Dili (AsiaNews/Agencies) – East Timorese President Xanana Gusmão has formally written to beleaguered Prime Minister Marí Alkatiri asking him to resign. Mr Alkatiri is blamed by many for the unrest that has affected the capital in the last two months.

Meanwhile, the former Interior Minister, Rogerio Lobato, is under house arrest after the prosecutor-general issued a warrant against him for giving out weapons to civilian militias, after Dili and surrounding areas saw clashes between rebel and loyalist troops followed by battles between rival ethnic gangs, the purpose of which was to physically eliminate Alkatiri's political adversaries.

The matter is currently before a special meeting of the country's Council of State.

The president's letter is said to have been handed over personally last night in the PM bureau.

Mr Altakiri has so far resisted all pressures from civil society, the military and political groups who want him out of government.
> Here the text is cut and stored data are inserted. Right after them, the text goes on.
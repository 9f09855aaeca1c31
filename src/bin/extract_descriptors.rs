use plant_counter::config::descriptors as descriptor_config;
use plant_counter::descriptors::{self, table};
use plant_counter::image::io::load_mask;
use plant_counter::rows::detect_rows_with;
use std::env;
use std::path::Path;

fn main() {
    env_logger::init();
    if let Err(err) = run() {
        eprintln!("Error: {err}");
        std::process::exit(1);
    }
}

fn run() -> Result<(), String> {
    let config_path = env::args().nth(1).ok_or_else(usage)?;
    let config = descriptor_config::load_config(Path::new(&config_path))?;

    let mask = load_mask(&config.mask)
        .map_err(|e| format!("Failed to load mask {}: {e}", config.mask.display()))?;
    let out = &config.output.table_csv;

    match &config.points {
        Some(points_path) => {
            // Training tables cover every blob, not only those kept by a row.
            let points = table::load_points(points_path).map_err(|e| e.to_string())?;
            let samples = descriptors::training_samples(&mask, config.scale, &points)
                .map_err(|e| e.to_string())?;
            table::save_labeled(out, &samples).map_err(|e| e.to_string())?;
            println!(
                "Labeled {} blobs with {} points; saved to {}",
                samples.len(),
                points.len(),
                out.display()
            );
        }
        None => {
            let detection = detect_rows_with(&mask, config.scale, &config.rows);
            let vectors = descriptors::compute(&detection.blobs, config.scale)
                .map_err(|e| e.to_string())?;
            table::save_descriptors(out, &vectors).map_err(|e| e.to_string())?;
            println!(
                "Detected {} rows; saved {} descriptor rows to {}",
                detection.row_count,
                vectors.len(),
                out.display()
            );
        }
    }
    Ok(())
}

fn usage() -> String {
    "Usage: extract_descriptors <config.json>".to_string()
}
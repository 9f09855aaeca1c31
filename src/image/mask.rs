//! Owned binary vegetation mask.
//!
//! Pixels are stored as 0 (soil) or 255 (plant). Any nonzero input value is
//! treated as foreground when a mask is built from raw bytes.
use image::{GrayImage, Luma};

pub const FOREGROUND: u8 = 255;

#[derive(Clone, Debug, PartialEq, Eq)]
pub struct BinaryMask {
    width: usize,
    height: usize,
    data: Vec<u8>,
}

impl BinaryMask {
    /// All-background mask of size `width × height`.
    pub fn new(width: usize, height: usize) -> Self {
        Self {
            width,
            height,
            data: vec![0; width * height],
        }
    }

    /// Build from row-major bytes, binarizing nonzero values to 255.
    /// Returns `None` when `data.len() != width * height`.
    pub fn from_raw(width: usize, height: usize, mut data: Vec<u8>) -> Option<Self> {
        if data.len() != width * height {
            return None;
        }
        for px in data.iter_mut() {
            if *px != 0 {
                *px = FOREGROUND;
            }
        }
        Some(Self {
            width,
            height,
            data,
        })
    }

    pub fn from_gray(gray: &GrayImage) -> Self {
        let width = gray.width() as usize;
        let height = gray.height() as usize;
        let data = gray
            .as_raw()
            .iter()
            .map(|&v| if v != 0 { FOREGROUND } else { 0 })
            .collect();
        Self {
            width,
            height,
            data,
        }
    }

    pub fn width(&self) -> usize {
        self.width
    }

    pub fn height(&self) -> usize {
        self.height
    }

    #[inline]
    pub fn get(&self, x: usize, y: usize) -> u8 {
        self.data[y * self.width + x]
    }

    #[inline]
    pub fn is_foreground(&self, x: usize, y: usize) -> bool {
        self.get(x, y) != 0
    }

    /// Set a pixel; out-of-range coordinates are ignored.
    #[inline]
    pub fn set(&mut self, x: usize, y: usize, foreground: bool) {
        if x < self.width && y < self.height {
            self.data[y * self.width + x] = if foreground { FOREGROUND } else { 0 };
        }
    }

    /// Paint a filled disc centred on `(cx, cy)`, clipped to the mask.
    pub fn fill_disc(&mut self, cx: i64, cy: i64, radius: i64) {
        let r2 = radius * radius;
        for dy in -radius..=radius {
            for dx in -radius..=radius {
                if dx * dx + dy * dy > r2 {
                    continue;
                }
                let (x, y) = (cx + dx, cy + dy);
                if x >= 0 && y >= 0 {
                    self.set(x as usize, y as usize, true);
                }
            }
        }
    }

    /// Paint a filled axis-aligned rectangle `[x0, x1) × [y0, y1)`.
    pub fn fill_rect(&mut self, x0: usize, y0: usize, x1: usize, y1: usize) {
        for y in y0..y1.min(self.height) {
            for x in x0..x1.min(self.width) {
                self.set(x, y, true);
            }
        }
    }

    pub fn foreground_count(&self) -> usize {
        self.data.iter().filter(|&&v| v != 0).count()
    }

    pub fn as_raw(&self) -> &[u8] {
        &self.data
    }

    /// Pixel rows, top to bottom.
    pub fn rows(&self) -> impl ExactSizeIterator<Item = &[u8]> + '_ {
        self.data.chunks_exact(self.width.max(1))
    }

    pub fn to_gray_image(&self) -> GrayImage {
        GrayImage::from_fn(self.width as u32, self.height as u32, |x, y| {
            Luma([self.get(x as usize, y as usize)])
        })
    }
}
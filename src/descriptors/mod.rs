//! Shape and size descriptors of plant blobs.
//!
//! Every blob maps to a [`DescriptorVector`] of ten features, in this order:
//!
//! | # | column                | definition                               |
//! |---|-----------------------|------------------------------------------|
//! | 1 | `AREA_M`              | area / scale²                            |
//! | 2 | `AREA_BB_M`           | bounding-box area / scale²               |
//! | 3 | `PERIMETRO_M`         | perimeter / scale                        |
//! | 4 | `PERIMETRO_BB_M`      | bounding-box perimeter / scale           |
//! | 5 | `COMPACIDAD`          | perimeter² / area                        |
//! | 6 | `EXCENTRICIDAD`       | boundary covariance eccentricity         |
//! | 7 | `RELACION_ASPECTO_BB` | bounding-box width / height              |
//! | 8 | `EXTENT`              | area / bounding-box area                 |
//! | 9 | `CONVEXIDAD`          | hull perimeter / perimeter               |
//! | 10| `SOLIDEZ`             | area / hull area                         |
//!
//! `scale` is the ground resolution in pixels per meter. Labeled tables add a
//! `CANTIDAD_PLANTAS` column with the number of annotated plants per blob.
//!
//! A degenerate blob fails the whole batch; no partial output is produced.

mod shape;
pub mod table;
mod vector;

pub use shape::{describe, eccentricity};
pub use vector::{
    DescriptorVector, LabeledSample, DESCRIPTOR_LEN, FEATURE_COLUMNS, TARGET_COLUMN,
};

use crate::contour::{extract_blobs, Blob};
use crate::error::{check_scale, Result};
use crate::image::BinaryMask;

/// Descriptors of every blob, in input order.
pub fn compute(blobs: &[Blob], scale: f64) -> Result<Vec<DescriptorVector>> {
    check_scale(scale)?;
    map_blobs(blobs, |blob| Some(describe(blob, scale)))
}

/// Training samples for the blobs that contain at least one annotated plant.
///
/// A point counts for a blob when it lies inside the contour or on it. Blobs
/// without points are left out.
pub fn compute_labeled(
    blobs: &[Blob],
    scale: f64,
    points: &[[f64; 2]],
) -> Result<Vec<LabeledSample>> {
    check_scale(scale)?;
    map_blobs(blobs, |blob| {
        let plant_count = points.iter().filter(|p| blob.contains(**p)).count() as u32;
        (plant_count > 0).then(|| {
            describe(blob, scale).map(|descriptors| LabeledSample {
                descriptors,
                plant_count,
            })
        })
    })
}

/// Training samples over every external blob of `mask`.
///
/// Row filtering is not applied: an annotated plant counts even when its
/// blob would be rejected by row detection.
pub fn training_samples(
    mask: &BinaryMask,
    scale: f64,
    points: &[[f64; 2]],
) -> Result<Vec<LabeledSample>> {
    check_scale(scale)?;
    compute_labeled(&extract_blobs(mask), scale, points)
}

#[cfg(feature = "parallel")]
fn map_blobs<T, F>(blobs: &[Blob], f: F) -> Result<Vec<T>>
where
    T: Send,
    F: Fn(&Blob) -> Option<Result<T>> + Sync + Send,
{
    use rayon::prelude::*;

    blobs.par_iter().filter_map(f).collect()
}

#[cfg(not(feature = "parallel"))]
fn map_blobs<T, F>(blobs: &[Blob], f: F) -> Result<Vec<T>>
where
    F: Fn(&Blob) -> Option<Result<T>>,
{
    blobs.iter().filter_map(f).collect()
}
use crate::rows::RowDetectorParams;
use serde::Deserialize;
use std::path::{Path, PathBuf};

#[derive(Debug, Deserialize)]
pub struct CountToolConfig {
    /// Binary plant mask; any nonzero pixel is plant.
    pub mask: PathBuf,
    /// Fitted model JSON written by `train_model`.
    pub model: PathBuf,
    /// Ground resolution in pixels per meter.
    pub scale: f64,
    #[serde(default)]
    pub rows: RowDetectorParams,
    pub output: CountOutputConfig,
}

#[derive(Debug, Deserialize)]
pub struct CountOutputConfig {
    pub report_json: PathBuf,
}

pub fn load_config(path: &Path) -> Result<CountToolConfig, String> {
    super::load_json(path)
}
#![allow(dead_code)]

pub mod synthetic_mask;
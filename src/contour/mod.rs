//! Blob extraction from binary masks.
//!
//! Connected plant regions are traced with Suzuki–Abe border following
//! (`imageproc::contours`) on a copy of the mask framed by one background
//! pixel, so regions touching the image border trace as outer borders like
//! any other. Only outermost outer borders are kept: hole
//! borders and regions nested inside holes are dropped, so every blob is the
//! external boundary of one top-level foreground component. Contours are
//! returned in raster order of their first pixel.
//!
//! Measures on the traced polygon live in [`geometry`]; [`Blob`] caches them.

mod blob;
pub mod geometry;

pub use blob::{Blob, BlobId, BoundingBox};
pub use geometry::Point;

use crate::image::BinaryMask;
use image::{GrayImage, Luma};
use imageproc::contours::{find_contours, BorderType};
use log::debug;

/// Extract the external boundary of every foreground component.
///
/// Components whose traced polygon encloses zero area are skipped.
pub fn extract_blobs(mask: &BinaryMask) -> Vec<Blob> {
    if mask.width() == 0 || mask.height() == 0 {
        return Vec::new();
    }
    let contours = find_contours::<i32>(&framed_gray(mask));
    let mut blobs = Vec::new();
    let mut degenerate = 0usize;
    for contour in contours {
        if contour.border_type != BorderType::Outer || contour.parent.is_some() {
            continue;
        }
        let points: Vec<Point> = contour.points.iter().map(|p| [p.x - 1, p.y - 1]).collect();
        let id = BlobId(blobs.len() as u32);
        match Blob::from_contour(id, points) {
            Some(blob) => blobs.push(blob),
            None => degenerate += 1,
        }
    }
    if degenerate > 0 {
        debug!(
            "extract_blobs: skipped {} zero-area contours, kept {}",
            degenerate,
            blobs.len()
        );
    }
    blobs
}

/// Grayscale copy of `mask` with a one-pixel background frame.
fn framed_gray(mask: &BinaryMask) -> GrayImage {
    let (w, h) = (mask.width(), mask.height());
    GrayImage::from_fn(w as u32 + 2, h as u32 + 2, |x, y| {
        let (x, y) = (x as usize, y as usize);
        if x == 0 || y == 0 || x > w || y > h {
            Luma([0])
        } else {
            Luma([mask.get(x - 1, y - 1)])
        }
    })
}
In his letter, Mr Gusmão included a videotape of the Australian Broadcasting Corporation's Four Corners programme this week, which outlines allegations that Mr Alkatiri at least knew that his then interior minister Rogerio Lobato, who resigned in May, had distributed weapons to a man by the code name Railos, who for his part is convinced that the former interior minister was acting on the instructions of the prime minister. Mr Alkatiri has however repeatedly denied any involvement.

Prosecutor-General Longuinhos Monteiro with help from a team of United Nations legal experts is investigating the violent incidents that took place in May in which the Alkatiri government might be involved.

The crisis unfolded after the prime minister dismissed 600 soldiers (40 per cent of the armed forces) who were on strike complaining of ethnic discrimination.

From the end of April till now the unrest has caused 20 deaths and displaced more than 100,000 people.